Cross-talk between the fat body and brain regulates insect developmental arrest

Abstract

Developmental arrest, a critical component of the life cycle in animals as diverse as nematodes (dauer state), insects (diapause), and vertebrates (hibernation), results in dramatic depression of the metabolic rate and a profound extension in longevity. Although many details of the hormonal systems controlling developmental arrest are well-known, we know little about the interactions between metabolic events and the hormones controlling the arrested state. Here, we show that diapause is regulated by an interplay between blood-borne metabolites and regulatory centers within the brain.
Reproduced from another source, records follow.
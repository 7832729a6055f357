use std::path::PathBuf;
use std::sync::Arc;

use anyhow::Context;
use clap::Parser;
use tokio::io::{AsyncBufReadExt, BufReader};

use email_router::config::ClassifierConfig;
use email_router::directory::StaffDirectory;
use email_router::error::InputError;
use email_router::input::{demo_emails, read_email_file, read_interactive_email};
use email_router::llm::{ModelSelector, gemini_factory};
use email_router::pipeline::{EmailClassifier, EmailInput};
use email_router::report::render_report;
use email_router::taxonomy::Taxonomy;

/// Classify inbound business email and propose internal routing.
#[derive(Debug, Parser)]
#[command(name = "email-router", version, about)]
struct Cli {
    /// Read emails from the terminal until an empty subject.
    #[arg(short, long, conflicts_with = "file")]
    interactive: bool,

    /// Classify one email file (first line subject, rest body; raw RFC 5322 also accepted).
    #[arg(short, long)]
    file: Option<PathBuf>,

    /// Run only this built-in sample (0-based) in demo mode.
    #[arg(long)]
    demo_index: Option<usize>,
}

#[tokio::main]
async fn main() -> anyhow::Result<()> {
    tracing_subscriber::fmt()
        .with_env_filter(
            tracing_subscriber::EnvFilter::try_from_default_env()
                .unwrap_or_else(|_| tracing_subscriber::EnvFilter::new("info")),
        )
        .with_target(false)
        .init();

    let cli = Cli::parse();

    let config = ClassifierConfig::from_env().unwrap_or_else(|e| {
        eprintln!("Error: {e}");
        std::process::exit(1);
    });

    eprintln!("📨 Email Router v{}", env!("CARGO_PKG_VERSION"));

    // ── Staff directory ─────────────────────────────────────────────────
    let directory = Arc::new(StaffDirectory::load_or_empty(&config.directory_path));
    eprintln!(
        "   Directory: {} ({} staff)",
        config.directory_path.display(),
        directory.len()
    );

    // ── Model selection ─────────────────────────────────────────────────
    let factory = gemini_factory(config.api_key.clone(), config.base_url.clone());
    let selector = ModelSelector::new(factory).with_probe_params(config.probe);
    let selected = selector.select(&config.models).await.unwrap_or_else(|e| {
        eprintln!("Error: {e}");
        eprintln!("  Check the API key and quota, or set EMAIL_ROUTER_MODELS to other models.");
        std::process::exit(1);
    });
    eprintln!("   Model: {}\n", selected.model);

    let taxonomy = Arc::new(Taxonomy::cosmetics_oem());
    let classifier = EmailClassifier::new(selected.provider, directory, Arc::clone(&taxonomy))
        .with_generation_params(config.generation)
        .with_match_config(config.matching);

    if cli.interactive {
        run_interactive(&classifier).await
    } else if let Some(path) = cli.file {
        run_file(&classifier, &path).await
    } else {
        run_demo(&classifier, cli.demo_index).await
    }
}

async fn classify_and_print(classifier: &EmailClassifier, email: &EmailInput) {
    let result = classifier.classify(email).await;
    println!("{}", render_report(email, &result, classifier.taxonomy()));
}

async fn run_demo(classifier: &EmailClassifier, index: Option<usize>) -> anyhow::Result<()> {
    let mut demos = demo_emails();
    if let Some(i) = index {
        if i >= demos.len() {
            eprintln!("Error: --demo-index must be between 0 and {}", demos.len() - 1);
            std::process::exit(1);
        }
        demos = vec![demos.swap_remove(i)];
    }

    eprintln!("Demo mode: classifying {} sample email(s)", demos.len());
    let results = classifier.classify_batch(&demos).await;
    for (i, (email, result)) in demos.iter().zip(&results).enumerate() {
        println!("\n{}", "#".repeat(60));
        println!("  Demo email {}/{}", i + 1, demos.len());
        println!("{}", "#".repeat(60));
        println!("{}", render_report(email, result, classifier.taxonomy()));
    }

    eprintln!("\nDone: {} email(s) classified", demos.len());
    eprintln!("  Interactive mode: email-router --interactive");
    eprintln!("  File input:       email-router --file email.txt");
    Ok(())
}

async fn run_file(classifier: &EmailClassifier, path: &std::path::Path) -> anyhow::Result<()> {
    let email = match read_email_file(path) {
        Ok(email) => email,
        Err(InputError::FileNotFound(p)) => {
            eprintln!("Error: file not found: {}", p.display());
            std::process::exit(1);
        }
        Err(e) => {
            return Err(e).with_context(|| format!("failed to read {}", path.display()));
        }
    };

    tracing::info!(path = %path.display(), "Loaded email from file");
    classify_and_print(classifier, &email).await;
    Ok(())
}

async fn run_interactive(classifier: &EmailClassifier) -> anyhow::Result<()> {
    eprintln!("Interactive mode: enter an empty subject or press Ctrl+D to quit.");
    let mut lines = BufReader::new(tokio::io::stdin()).lines();

    loop {
        eprintln!("\n{}", "-".repeat(40));
        match read_interactive_email(&mut lines).await {
            Ok(Some(email)) => {
                eprintln!("\nClassifying...");
                classify_and_print(classifier, &email).await;
            }
            Ok(None) => {
                eprintln!("Bye.");
                return Ok(());
            }
            Err(InputError::EmptyBody) => {
                eprintln!("Warning: body is empty, skipping.");
            }
            Err(e) => return Err(e).context("failed to read from terminal"),
        }
    }
}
Gene expression in the fat body, the insect equivalent of the liver, is strongly suppressed during diapause, resulting in low levels of tricarboxylic acid (TCA) intermediates circulating within the blood, and at diapause termination, the fat body becomes activated, releasing an abundance of TCA intermediates that act on the brain to stimulate synthesis of regulatory peptides that prompt production of the insect growth hormone ecdysone. This model is supported by our success in breaking diapause by injecting a mixture of TCA intermediates and upstream metabolites. The results underscore the importance of cross-talk between the brain and fat body as a regulator of diapause and suggest that the TCA cycle may be a checkpoint for regulating different forms of animal dormancy.